Find the line with "match (self, other)" and the line with "impl PartialEq<Uuid16> for" in the entries below; output exactly those two lines, every line between them, and no others.

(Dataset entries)
**********
#[cfg(test)]
mod tests {
    use super::*;
    use crate::att::{AccessContext, AccessResult, Permissions};
    use crate::uuid::Uuid16;

    struct FakePort {
        sent: Vec<Vec<u8>>,
    }

    impl TransmitPort for FakePort {
        fn transmit(&mut self, pdu: &[u8]) -> Result<(), ()> {
            self.sent.push(pdu.to_vec());
            Ok(())
        }
    }

    fn echo_cb(ctx: &mut AccessContext<'_>, _arg: usize) -> AccessResult {
        match ctx.operation {
            Operation::Read => AccessResult::Ok { data: b"hello world this is a value" },
            Operation::Write => AccessResult::Ok { data: &[] },
        }
    }

    #[test]
    fn exchange_mtu_adopts_minimum() {
        let server: AttributeServer<8> = AttributeServer::new();
        let mut state: ConnectionState<4> = ConnectionState::new(100);
        let mut port = FakePort { sent: Vec::new() };

        server.process_request(1, &mut state, &[0x02, 0x64, 0x00], &mut port);

        assert_eq!(port.sent, vec![vec![0x03, 0x64, 0x00]]);
        assert_eq!(state.mtu.current(), 100);
    }

    #[test]
    fn read_unknown_handle_is_invalid_handle() {
        let server: AttributeServer<8> = AttributeServer::new();
        let mut state: ConnectionState<4> = ConnectionState::new(23);
        let mut port = FakePort { sent: Vec::new() };

        server.process_request(1, &mut state, &[0x0A, 0x01, 0x00], &mut port);

        assert_eq!(port.sent, vec![vec![0x01, 0x0A, 0x01, 0x00, 0x01]]);
    }

    #[test]
    fn read_truncates_to_mtu_minus_one() {
        let server: AttributeServer<8> = AttributeServer::new();
        {
            let mut table = server.table();
            table
                .register_by_uuid16(Uuid16(0x2A00), Permissions::READ, echo_cb, 0)
                .unwrap();
        }
        let mut state: ConnectionState<4> = ConnectionState::new(23);
        let mut port = FakePort { sent: Vec::new() };

        server.process_request(1, &mut state, &[0x0A, 0x01, 0x00], &mut port);

        let rsp = &port.sent[0];
        assert_eq!(rsp[0], 0x0B);
        assert_eq!(rsp.len(), 1 + 22);
    }

    #[test]
    fn prepare_then_execute_write_commits() {
        fn sink_cb(ctx: &mut AccessContext<'_>, _arg: usize) -> AccessResult {
            match ctx.operation {
                Operation::Write => AccessResult::Ok { data: &[] },
                Operation::Read => AccessResult::Ok { data: &[] },
            }
        }

        let server: AttributeServer<8> = AttributeServer::new();
        let handle = {
            let mut table = server.table();
            table
                .register_by_uuid16(Uuid16(0x2A00), Permissions::READ_WRITE, sink_cb, 0)
                .unwrap()
        };
        let mut state: ConnectionState<4> = ConnectionState::new(64);
        let mut port = FakePort { sent: Vec::new() };

        let h = handle.as_u16().to_le_bytes();
        let mut req = vec![0x16, h[0], h[1], 0x00, 0x00];
        req.extend_from_slice(b"abcde");
        server.process_request(1, &mut state, &req, &mut port);
        assert_eq!(port.sent.last().unwrap()[0], 0x17);

        server.process_request(1, &mut state, &[0x18, 0x01], &mut port);
        assert_eq!(port.sent.last().unwrap(), &vec![0x19]);
        assert!(state.prepare.is_empty());
    }

    #[test]
    fn execute_write_cancel_clears_queue() {
        let server: AttributeServer<8> = AttributeServer::new();
        let handle = {
            let mut table = server.table();
            table
                .register_by_uuid16(Uuid16(0x2A00), Permissions::READ_WRITE, echo_cb, 0)
                .unwrap()
        };
        let mut state: ConnectionState<4> = ConnectionState::new(64);
        let mut port = FakePort { sent: Vec::new() };

        let h = handle.as_u16().to_le_bytes();
        let mut req = vec![0x16, h[0], h[1], 0x00, 0x00];
        req.extend_from_slice(b"abcde");
        server.process_request(1, &mut state, &req, &mut port);

        server.process_request(1, &mut state, &[0x18, 0x00], &mut port);
        assert_eq!(port.sent.last().unwrap(), &vec![0x19]);
        assert!(state.prepare.is_empty());
    }

    #[test]
    fn unsupported_request_gets_request_not_supported() {
        let server: AttributeServer<8> = AttributeServer::new();
        let mut state: ConnectionState<4> = ConnectionState::new(23);
        let mut port = FakePort { sent: Vec::new() };

        // 0x14 is unassigned and has the Command bit (0x40) clear, so it's a Request.
        server.process_request(1, &mut state, &[0x14], &mut port);
        assert_eq!(port.sent, vec![vec![0x01, 0x14, 0x00, 0x00, 0x06]]);
    }

    #[test]
    fn unknown_command_is_silently_ignored() {
        let server: AttributeServer<8> = AttributeServer::new();
        let mut state: ConnectionState<4> = ConnectionState::new(23);
        let mut port = FakePort { sent: Vec::new() };

        // 0x54 is unassigned and has the Command bit (0x40) set.
        server.process_request(1, &mut state, &[0x54], &mut port);
        assert!(port.sent.is_empty());
    }

    #[test]
    fn read_by_type_record_length_never_overflows_its_wire_byte() {
        fn big_value_cb(ctx: &mut AccessContext<'_>, _arg: usize) -> AccessResult {
            match ctx.operation {
                Operation::Read => AccessResult::Ok { data: &[0x42; 300] },
                Operation::Write => AccessResult::Ok { data: &[] },
            }
        }

        let server: AttributeServer<8> = AttributeServer::new();
        {
            let mut table = server.table();
            table
                .register_by_uuid16(Uuid16(0x2A00), Permissions::READ, big_value_cb, 0)
                .unwrap();
        }
        // Negotiate a large MTU so the 300-byte value wouldn't otherwise be clamped by it.
        let mut state: ConnectionState<4> = ConnectionState::new(600);
        let mut port = FakePort { sent: Vec::new() };
        server.process_request(1, &mut state, &[0x02, 0x58, 0x02], &mut port);

        port.sent.clear();
        server.process_request(
            1,
            &mut state,
            &[0x08, 0x01, 0x00, 0xFF, 0xFF, 0x00, 0x2A],
            &mut port,
        );

        let rsp = &port.sent[0];
        assert_eq!(rsp[0], 0x09);
        // length byte (2-byte handle + value, capped so the record fits in one wire byte).
        assert_eq!(rsp[1], 255);
        assert_eq!(rsp.len() - 2, 255);
    }
}
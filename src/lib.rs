//! A hosted implementation of the Bluetooth Attribute Protocol (ATT) server.
//!
//! This crate owns the attribute table, the handle allocator, the permission-checked access
//! gateway, the prepare/execute-write two-phase commit engine, MTU negotiation, and the request
//! dispatcher that together make up an ATT server (Bluetooth Core Spec v4.2, Vol. 3, Part F).
//! GATT profile semantics, L2CAP channel management, and link-layer/security-manager concerns sit
//! above and below this crate and are out of scope.
//!
//! # Using this crate
//!
//! Construct an [`att::AttributeServer`], register attributes into its [`att::AttributeTable`]
//! at startup, then feed it inbound PDU bytes through [`att::AttributeServer::process_request`]
//! for each connection's [`att::ConnectionState`]. Responses are written out through a
//! caller-provided [`att::TransmitPort`].

#[macro_use]
mod log;
#[macro_use]
mod utils;
pub mod att;
pub mod bytes;
mod error;
pub mod uuid;

pub use self::error::Error;
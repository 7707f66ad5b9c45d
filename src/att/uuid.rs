use crate::{bytes::*, uuid::*, Error};
use std::{cmp::PartialEq, fmt};

/// ATT protocol UUID (either a 16 or a 128-bit UUID).
///
/// 32-bit UUIDs are not supported by ATT and must be converted to 128-bit UUIDs.
#[derive(Copy, Clone, Eq)]
pub enum AttUuid {
    Uuid16(Uuid16),
    Uuid128(Uuid128),
}

impl AttUuid {
    /// If `self` is a 16-bit UUID, or a 128-bit UUID carrying a 16-bit short form, returns that
    /// 16-bit value.
    ///
    /// Used by *Find Information Response* to decide the single format byte the response commits
    /// to: the first included attribute picks 16-bit or 128-bit, and any attribute whose own
    /// `as_uuid16` disagrees with that choice ends the response (spec.md §4.2).
    pub fn as_uuid16(&self) -> Option<Uuid16> {
        match self {
            AttUuid::Uuid16(u) => Some(*u),
            AttUuid::Uuid128(u) => u.as_uuid16(),
        }
    }
}

impl FromBytes<'_> for AttUuid {
    fn from_bytes(bytes: &mut ByteReader<'_>) -> Result<Self, Error> {
        Ok(match bytes.bytes_left() {
            2 => AttUuid::Uuid16(Uuid16::from_bytes(bytes)?),
            16 => AttUuid::Uuid128(Uuid128::from_bytes(bytes)?),
            _ => return Err(Error::InvalidLength),
        })
    }
}

impl ToBytes for AttUuid {
    fn to_bytes(&self, writer: &mut ByteWriter<'_>) -> Result<(), Error> {
        match self {
            AttUuid::Uuid16(uuid) => uuid.to_bytes(writer),
            AttUuid::Uuid128(uuid) => uuid.to_bytes(writer),
        }
    }
}

impl PartialEq for AttUuid {
    fn eq(&self, other: &Self) -> bool {
        match (self, other) {
            // 16-bit UUIDs can be compared directly
            (AttUuid::Uuid16(a), AttUuid::Uuid16(b)) => a == b,

            // All other combinations need to convert to 128-bit UUIDs
            (AttUuid::Uuid128(a), b) | (b, AttUuid::Uuid128(a)) => {
                let b: Uuid128 = (*b).into();
                *a == b
            }
        }
    }
}

impl PartialEq<Uuid16> for AttUuid {
    fn eq(&self, other: &Uuid16) -> bool {
        self == &Self::from(*other)
    }
}

impl PartialEq<Uuid128> for AttUuid {
    fn eq(&self, other: &Uuid128) -> bool {
        self == &Self::from(*other)
    }
}

impl From<Uuid16> for AttUuid {
    fn from(uu: Uuid16) -> Self {
        AttUuid::Uuid16(uu)
    }
}

impl From<Uuid32> for AttUuid {
    fn from(uu: Uuid32) -> Self {
        AttUuid::Uuid128(uu.into())
    }
}

impl From<Uuid128> for AttUuid {
    fn from(uu: Uuid128) -> Self {
        AttUuid::Uuid128(uu)
    }
}

impl From<AttUuid> for Uuid128 {
    fn from(uu: AttUuid) -> Self {
        match uu {
            AttUuid::Uuid16(u) => u.into(),
            AttUuid::Uuid128(u) => u,
        }
    }
}

impl fmt::Debug for AttUuid {
    fn fmt(&self, f: &mut fmt::Formatter<'_>) -> fmt::Result {
        match self {
            AttUuid::Uuid16(u) => u.fmt(f),
            AttUuid::Uuid128(u) => u.fmt(f),
        }
    }
}

#[cfg(test)]
mod tests {
    use super::*;

    #[test]
    fn compares_16_and_128_bit_forms_equal() {
        let short = AttUuid::from(Uuid16(0x2800));
        let long = AttUuid::from(Uuid128::from(Uuid16(0x2800)));
        assert_eq!(short, long);
    }

    #[test]
    fn recovers_16_bit_alias() {
        let uuid = AttUuid::from(Uuid16(0x2800));
        assert_eq!(uuid.as_uuid16(), Some(Uuid16(0x2800)));
    }

    #[test]
    fn genuine_128_bit_uuid_has_no_alias() {
        let uuid = AttUuid::from(Uuid128::parse_static(
            "12345678-1234-5678-1234-56789abcdef0",
        ));
        assert_eq!(uuid.as_uuid16(), None);
    }
}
**********
§ YOUR SOLUTION:
        match (self, other) {
            // 16-bit UUIDs can be compared directly
            (AttUuid::Uuid16(a), AttUuid::Uuid16(b)) => a == b,

            // All other combinations need to convert to 128-bit UUIDs
            (AttUuid::Uuid128(a), b) | (b, AttUuid::Uuid128(a)) => {
                let b: Uuid128 = (*b).into();
                *a == b
            }
        }
    }
}

impl PartialEq<Uuid16> for AttUuid {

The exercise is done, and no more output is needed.